Read through the data and report every line in which the word "Mutex" occurs.
+-------+
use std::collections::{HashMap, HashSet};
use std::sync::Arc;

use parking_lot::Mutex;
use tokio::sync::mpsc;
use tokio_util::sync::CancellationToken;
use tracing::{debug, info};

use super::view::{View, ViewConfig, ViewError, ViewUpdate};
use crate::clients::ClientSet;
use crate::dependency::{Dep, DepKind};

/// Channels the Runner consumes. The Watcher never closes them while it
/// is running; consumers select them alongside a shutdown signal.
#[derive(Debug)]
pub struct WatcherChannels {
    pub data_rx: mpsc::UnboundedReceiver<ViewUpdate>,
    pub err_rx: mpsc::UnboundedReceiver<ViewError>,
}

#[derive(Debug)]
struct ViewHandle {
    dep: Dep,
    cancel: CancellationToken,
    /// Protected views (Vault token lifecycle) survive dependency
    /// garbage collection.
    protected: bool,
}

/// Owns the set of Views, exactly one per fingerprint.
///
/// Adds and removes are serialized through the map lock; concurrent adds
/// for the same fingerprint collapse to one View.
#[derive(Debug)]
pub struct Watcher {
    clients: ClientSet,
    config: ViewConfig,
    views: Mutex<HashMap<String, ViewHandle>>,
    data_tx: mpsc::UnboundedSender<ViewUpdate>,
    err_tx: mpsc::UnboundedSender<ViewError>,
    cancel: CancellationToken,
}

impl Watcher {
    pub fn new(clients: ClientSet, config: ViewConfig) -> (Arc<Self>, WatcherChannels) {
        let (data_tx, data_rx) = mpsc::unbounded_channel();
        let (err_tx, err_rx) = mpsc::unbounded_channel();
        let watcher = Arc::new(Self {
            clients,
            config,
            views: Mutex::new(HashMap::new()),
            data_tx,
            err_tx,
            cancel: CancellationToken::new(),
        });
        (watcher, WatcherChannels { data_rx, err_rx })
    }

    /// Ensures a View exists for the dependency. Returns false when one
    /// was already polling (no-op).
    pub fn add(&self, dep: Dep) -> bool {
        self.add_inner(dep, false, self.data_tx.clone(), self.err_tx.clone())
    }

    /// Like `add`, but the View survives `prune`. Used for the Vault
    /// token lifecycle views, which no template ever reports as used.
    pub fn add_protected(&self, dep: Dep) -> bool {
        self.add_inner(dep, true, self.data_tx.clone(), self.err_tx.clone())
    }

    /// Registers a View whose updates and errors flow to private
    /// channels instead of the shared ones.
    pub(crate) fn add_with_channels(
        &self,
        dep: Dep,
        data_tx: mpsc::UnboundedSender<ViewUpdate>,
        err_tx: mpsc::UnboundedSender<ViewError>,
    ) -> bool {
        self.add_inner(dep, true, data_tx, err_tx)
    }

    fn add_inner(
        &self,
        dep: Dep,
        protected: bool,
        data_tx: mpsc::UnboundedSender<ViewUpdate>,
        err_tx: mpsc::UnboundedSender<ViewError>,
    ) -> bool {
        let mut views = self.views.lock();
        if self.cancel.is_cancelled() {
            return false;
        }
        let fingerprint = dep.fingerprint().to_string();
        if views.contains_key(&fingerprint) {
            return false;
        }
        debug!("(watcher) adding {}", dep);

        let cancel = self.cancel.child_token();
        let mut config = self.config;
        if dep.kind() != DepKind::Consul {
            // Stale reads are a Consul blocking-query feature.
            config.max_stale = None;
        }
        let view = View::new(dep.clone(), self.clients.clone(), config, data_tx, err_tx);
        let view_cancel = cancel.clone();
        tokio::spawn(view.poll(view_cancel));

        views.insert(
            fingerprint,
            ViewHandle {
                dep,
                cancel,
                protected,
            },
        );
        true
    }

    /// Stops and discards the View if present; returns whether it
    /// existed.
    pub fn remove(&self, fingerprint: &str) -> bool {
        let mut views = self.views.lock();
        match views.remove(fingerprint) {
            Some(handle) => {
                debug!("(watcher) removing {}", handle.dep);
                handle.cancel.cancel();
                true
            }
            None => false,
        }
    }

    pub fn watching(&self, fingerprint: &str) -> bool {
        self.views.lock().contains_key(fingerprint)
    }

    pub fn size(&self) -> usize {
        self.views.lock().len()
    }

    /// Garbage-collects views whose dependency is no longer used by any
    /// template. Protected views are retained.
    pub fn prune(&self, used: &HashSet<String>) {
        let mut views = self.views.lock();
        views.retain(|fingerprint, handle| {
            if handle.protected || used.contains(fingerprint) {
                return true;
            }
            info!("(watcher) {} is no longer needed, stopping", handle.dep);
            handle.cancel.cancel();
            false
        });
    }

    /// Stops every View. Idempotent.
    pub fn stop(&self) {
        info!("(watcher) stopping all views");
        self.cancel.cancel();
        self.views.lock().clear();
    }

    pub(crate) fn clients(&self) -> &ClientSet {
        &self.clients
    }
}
+-------+
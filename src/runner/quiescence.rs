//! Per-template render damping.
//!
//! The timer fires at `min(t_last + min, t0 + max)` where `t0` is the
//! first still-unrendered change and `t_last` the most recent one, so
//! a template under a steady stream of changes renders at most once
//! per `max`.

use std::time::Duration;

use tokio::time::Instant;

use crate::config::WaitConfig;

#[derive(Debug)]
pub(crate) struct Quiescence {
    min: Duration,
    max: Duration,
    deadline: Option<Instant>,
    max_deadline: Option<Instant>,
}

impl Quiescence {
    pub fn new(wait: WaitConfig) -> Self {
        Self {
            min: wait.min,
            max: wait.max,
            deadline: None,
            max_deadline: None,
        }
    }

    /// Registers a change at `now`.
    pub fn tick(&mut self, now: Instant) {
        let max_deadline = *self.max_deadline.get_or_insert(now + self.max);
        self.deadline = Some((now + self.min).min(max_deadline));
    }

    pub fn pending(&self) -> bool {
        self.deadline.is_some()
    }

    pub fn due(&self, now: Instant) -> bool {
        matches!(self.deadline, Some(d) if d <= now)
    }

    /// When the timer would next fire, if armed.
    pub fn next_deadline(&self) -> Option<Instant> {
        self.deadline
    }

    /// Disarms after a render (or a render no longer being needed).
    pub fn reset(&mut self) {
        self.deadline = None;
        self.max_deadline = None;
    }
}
+-------+
*Answer section*
use parking_lot::Mutex;
    views: Mutex<HashMap<String, ViewHandle>>,
            views: Mutex::new(HashMap::new()),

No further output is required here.